#### WHAT TO PRODUCE
Write out every single entry exactly.

#### THE INPUT
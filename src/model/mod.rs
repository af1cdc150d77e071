mod element;
mod tree;

pub use element::{Element, ElementId, ElementKind, ModelSpace};
pub use tree::ModelTree;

#### SOLUTION FOR THIS TASK
filename src/model/mod.rs
repository af1cdc150d77e071
mod element;
mod tree;

pub use element::{Element, ElementId, ElementKind, ModelSpace};
pub use tree::ModelTree;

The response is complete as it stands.